**AIM OF THE TASK**
In full and without change, retype the records.

**Collected data**
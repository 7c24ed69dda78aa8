use serde::{Deserialize, Serialize};
use std::fmt;

use crate::error::TransportError;

/// Raw SDP text for one side of a connection.
#[derive(Debug, Clone, PartialEq, Eq, Serialize, Deserialize)]
#[serde(transparent)]
pub struct SessionDescription(pub String);

impl SessionDescription {
    pub fn as_str(&self) -> &str {
        &self.0
    }
}

/// One network path candidate, in the shape browsers exchange.
#[derive(Debug, Clone, PartialEq, Eq, Hash, Serialize, Deserialize)]
#[serde(rename_all = "camelCase")]
pub struct IceCandidate {
    pub candidate: String,
    #[serde(default, skip_serializing_if = "Option::is_none")]
    pub sdp_mid: Option<String>,
    #[serde(default, rename = "sdpMLineIndex", skip_serializing_if = "Option::is_none")]
    pub sdp_mline_index: Option<u16>,
    #[serde(default, skip_serializing_if = "Option::is_none")]
    pub username_fragment: Option<String>,
}

impl IceCandidate {
    pub fn new(candidate: impl Into<String>) -> Self {
        Self {
            candidate: candidate.into(),
            sdp_mid: None,
            sdp_mline_index: None,
            username_fragment: None,
        }
    }
}

#[derive(Debug, Clone, PartialEq, Eq, Serialize, Deserialize)]
#[serde(tag = "type", rename_all = "kebab-case")]
pub enum SignalMessage {
    Join {
        #[serde(rename = "roomId")]
        room_id: String,
    },
    Joined {
        count: u32,
    },
    PeerJoined,
    Ready,
    Offer {
        #[serde(rename = "roomId")]
        room_id: String,
        sdp: SessionDescription,
    },
    Answer {
        #[serde(rename = "roomId")]
        room_id: String,
        sdp: SessionDescription,
    },
    IceCandidate {
        #[serde(rename = "roomId")]
        room_id: String,
        candidate: IceCandidate,
    },
    Leave {
        #[serde(rename = "roomId")]
        room_id: String,
    },
    PeerLeft,
}

/// Tag of a [`SignalMessage`], used to register one handler per kind.
#[derive(Debug, Clone, Copy, PartialEq, Eq, Hash)]
pub enum SignalKind {
    Join,
    Joined,
    PeerJoined,
    Ready,
    Offer,
    Answer,
    IceCandidate,
    Leave,
    PeerLeft,
}

impl SignalKind {
    /// Kinds the relay delivers to a member.
    pub const INBOUND: [SignalKind; 7] = [
        SignalKind::Joined,
        SignalKind::PeerJoined,
        SignalKind::Ready,
        SignalKind::Offer,
        SignalKind::Answer,
        SignalKind::IceCandidate,
        SignalKind::PeerLeft,
    ];

    pub fn as_str(&self) -> &'static str {
        match self {
            SignalKind::Join => "join",
            SignalKind::Joined => "joined",
            SignalKind::PeerJoined => "peer-joined",
            SignalKind::Ready => "ready",
            SignalKind::Offer => "offer",
            SignalKind::Answer => "answer",
            SignalKind::IceCandidate => "ice-candidate",
            SignalKind::Leave => "leave",
            SignalKind::PeerLeft => "peer-left",
        }
    }
}

impl fmt::Display for SignalKind {
    fn fmt(&self, f: &mut fmt::Formatter<'_>) -> fmt::Result {
        f.write_str(self.as_str())
    }
}

impl SignalMessage {
    pub fn kind(&self) -> SignalKind {
        match self {
            SignalMessage::Join { .. } => SignalKind::Join,
            SignalMessage::Joined { .. } => SignalKind::Joined,
            SignalMessage::PeerJoined => SignalKind::PeerJoined,
            SignalMessage::Ready => SignalKind::Ready,
            SignalMessage::Offer { .. } => SignalKind::Offer,
            SignalMessage::Answer { .. } => SignalKind::Answer,
            SignalMessage::IceCandidate { .. } => SignalKind::IceCandidate,
            SignalMessage::Leave { .. } => SignalKind::Leave,
            SignalMessage::PeerLeft => SignalKind::PeerLeft,
        }
    }

    /// Room the message is scoped to, for messages that carry one.
    pub fn room_id(&self) -> Option<&str> {
        match self {
            SignalMessage::Join { room_id }
            | SignalMessage::Offer { room_id, .. }
            | SignalMessage::Answer { room_id, .. }
            | SignalMessage::IceCandidate { room_id, .. }
            | SignalMessage::Leave { room_id } => Some(room_id),
            _ => None,
        }
    }

    pub fn encode(&self) -> Result<String, TransportError> {
        Ok(serde_json::to_string(self)?)
    }

    /// Decodes one frame. Unknown tags and mismatched shapes are errors.
    pub fn decode(text: &str) -> Result<Self, TransportError> {
        Ok(serde_json::from_str(text)?)
    }
}

#[cfg(test)]
mod tests {
    use super::*;
    use serde_json::json;

    #[test]
    fn encodes_wire_names() {
        let msg = SignalMessage::IceCandidate {
            room_id: "r1".into(),
            candidate: IceCandidate {
                candidate: "candidate:1 1 udp 2122260223 10.0.0.2 54321 typ host".into(),
                sdp_mid: Some("0".into()),
                sdp_mline_index: Some(0),
                username_fragment: None,
            },
        };
        let value: serde_json::Value = serde_json::from_str(&msg.encode().unwrap()).unwrap();
        assert_eq!(
            value,
            json!({
                "type": "ice-candidate",
                "roomId": "r1",
                "candidate": {
                    "candidate": "candidate:1 1 udp 2122260223 10.0.0.2 54321 typ host",
                    "sdpMid": "0",
                    "sdpMLineIndex": 0
                }
            })
        );
    }

    #[test]
    fn decodes_relay_events() {
        assert_eq!(
            SignalMessage::decode(r#"{"type":"joined","count":1}"#).unwrap(),
            SignalMessage::Joined { count: 1 }
        );
        assert_eq!(
            SignalMessage::decode(r#"{"type":"peer-joined"}"#).unwrap(),
            SignalMessage::PeerJoined
        );
        assert_eq!(
            SignalMessage::decode(r#"{"type":"ready"}"#).unwrap(),
            SignalMessage::Ready
        );
        let offer = SignalMessage::decode(r#"{"type":"offer","roomId":"r1","sdp":"v=0"}"#).unwrap();
        assert_eq!(offer.kind(), SignalKind::Offer);
        assert_eq!(offer.room_id(), Some("r1"));
    }

    #[test]
    fn rejects_unknown_tags_and_bad_shapes() {
        assert!(SignalMessage::decode(r#"{"type":"renegotiate"}"#).is_err());
        assert!(SignalMessage::decode(r#"{"type":"offer","roomId":"r1"}"#).is_err());
        assert!(SignalMessage::decode(r#"{"count":1}"#).is_err());
        assert!(SignalMessage::decode("not json").is_err());
    }
}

**OUTPUT OF THE TASK**
repository 7c24ed69dda78aa8
use serde::{Deserialize, Serialize};
use std::fmt;

use crate::error::TransportError;

/// Raw SDP text for one side of a connection.
#[derive(Debug, Clone, PartialEq, Eq, Serialize, Deserialize)]
#[serde(transparent)]
pub struct SessionDescription(pub String);

impl SessionDescription {
    pub fn as_str(&self) -> &str {
        &self.0
    }
}

/// One network path candidate, in the shape browsers exchange.
#[derive(Debug, Clone, PartialEq, Eq, Hash, Serialize, Deserialize)]
#[serde(rename_all = "camelCase")]
pub struct IceCandidate {
    pub candidate: String,
    #[serde(default, skip_serializing_if = "Option::is_none")]
    pub sdp_mid: Option<String>,
    #[serde(default, rename = "sdpMLineIndex", skip_serializing_if = "Option::is_none")]
    pub sdp_mline_index: Option<u16>,
    #[serde(default, skip_serializing_if = "Option::is_none")]
    pub username_fragment: Option<String>,
}

impl IceCandidate {
    pub fn new(candidate: impl Into<String>) -> Self {
        Self {
            candidate: candidate.into(),
            sdp_mid: None,
            sdp_mline_index: None,
            username_fragment: None,
        }
    }
}

#[derive(Debug, Clone, PartialEq, Eq, Serialize, Deserialize)]
#[serde(tag = "type", rename_all = "kebab-case")]
pub enum SignalMessage {
    Join {
        #[serde(rename = "roomId")]
        room_id: String,
    },
    Joined {
        count: u32,
    },
    PeerJoined,
    Ready,
    Offer {
        #[serde(rename = "roomId")]
        room_id: String,
        sdp: SessionDescription,
    },
    Answer {
        #[serde(rename = "roomId")]
        room_id: String,
        sdp: SessionDescription,
    },
    IceCandidate {
        #[serde(rename = "roomId")]
        room_id: String,
        candidate: IceCandidate,
    },
    Leave {
        #[serde(rename = "roomId")]
        room_id: String,
    },
    PeerLeft,
}

/// Tag of a [`SignalMessage`], used to register one handler per kind.
#[derive(Debug, Clone, Copy, PartialEq, Eq, Hash)]
pub enum SignalKind {
    Join,
    Joined,
    PeerJoined,
    Ready,
    Offer,
    Answer,
    IceCandidate,
    Leave,
    PeerLeft,
}

impl SignalKind {
    /// Kinds the relay delivers to a member.
    pub const INBOUND: [SignalKind; 7] = [
        SignalKind::Joined,
        SignalKind::PeerJoined,
        SignalKind::Ready,
        SignalKind::Offer,
        SignalKind::Answer,
        SignalKind::IceCandidate,
        SignalKind::PeerLeft,
    ];

    pub fn as_str(&self) -> &'static str {
        match self {
            SignalKind::Join => "join",
            SignalKind::Joined => "joined",
            SignalKind::PeerJoined => "peer-joined",
            SignalKind::Ready => "ready",
            SignalKind::Offer => "offer",
            SignalKind::Answer => "answer",
            SignalKind::IceCandidate => "ice-candidate",
            SignalKind::Leave => "leave",
            SignalKind::PeerLeft => "peer-left",
        }
    }
}

impl fmt::Display for SignalKind {
    fn fmt(&self, f: &mut fmt::Formatter<'_>) -> fmt::Result {
        f.write_str(self.as_str())
    }
}

impl SignalMessage {
    pub fn kind(&self) -> SignalKind {
        match self {
            SignalMessage::Join { .. } => SignalKind::Join,
            SignalMessage::Joined { .. } => SignalKind::Joined,
            SignalMessage::PeerJoined => SignalKind::PeerJoined,
            SignalMessage::Ready => SignalKind::Ready,
            SignalMessage::Offer { .. } => SignalKind::Offer,
            SignalMessage::Answer { .. } => SignalKind::Answer,
            SignalMessage::IceCandidate { .. } => SignalKind::IceCandidate,
            SignalMessage::Leave { .. } => SignalKind::Leave,
            SignalMessage::PeerLeft => SignalKind::PeerLeft,
        }
    }

    /// Room the message is scoped to, for messages that carry one.
    pub fn room_id(&self) -> Option<&str> {
        match self {
            SignalMessage::Join { room_id }
            | SignalMessage::Offer { room_id, .. }
            | SignalMessage::Answer { room_id, .. }
            | SignalMessage::IceCandidate { room_id, .. }
            | SignalMessage::Leave { room_id } => Some(room_id),
            _ => None,
        }
    }

    pub fn encode(&self) -> Result<String, TransportError> {
        Ok(serde_json::to_string(self)?)
    }

    /// Decodes one frame. Unknown tags and mismatched shapes are errors.
    pub fn decode(text: &str) -> Result<Self, TransportError> {
        Ok(serde_json::from_str(text)?)
    }
}

#[cfg(test)]
mod tests {
    use super::*;
    use serde_json::json;

    #[test]
    fn encodes_wire_names() {
        let msg = SignalMessage::IceCandidate {
            room_id: "r1".into(),
            candidate: IceCandidate {
                candidate: "candidate:1 1 udp 2122260223 10.0.0.2 54321 typ host".into(),
                sdp_mid: Some("0".into()),
                sdp_mline_index: Some(0),
                username_fragment: None,
            },
        };
        let value: serde_json::Value = serde_json::from_str(&msg.encode().unwrap()).unwrap();
        assert_eq!(
            value,
            json!({
                "type": "ice-candidate",
                "roomId": "r1",
                "candidate": {
                    "candidate": "candidate:1 1 udp 2122260223 10.0.0.2 54321 typ host",
                    "sdpMid": "0",
                    "sdpMLineIndex": 0
                }
            })
        );
    }

    #[test]
    fn decodes_relay_events() {
        assert_eq!(
            SignalMessage::decode(r#"{"type":"joined","count":1}"#).unwrap(),
            SignalMessage::Joined { count: 1 }
        );
        assert_eq!(
            SignalMessage::decode(r#"{"type":"peer-joined"}"#).unwrap(),
            SignalMessage::PeerJoined
        );
        assert_eq!(
            SignalMessage::decode(r#"{"type":"ready"}"#).unwrap(),
            SignalMessage::Ready
        );
        let offer = SignalMessage::decode(r#"{"type":"offer","roomId":"r1","sdp":"v=0"}"#).unwrap();
        assert_eq!(offer.kind(), SignalKind::Offer);
        assert_eq!(offer.room_id(), Some("r1"));
    }

    #[test]
    fn rejects_unknown_tags_and_bad_shapes() {
        assert!(SignalMessage::decode(r#"{"type":"renegotiate"}"#).is_err());
        assert!(SignalMessage::decode(r#"{"type":"offer","roomId":"r1"}"#).is_err());
        assert!(SignalMessage::decode(r#"{"count":1}"#).is_err());
        assert!(SignalMessage::decode("not json").is_err());
    }
}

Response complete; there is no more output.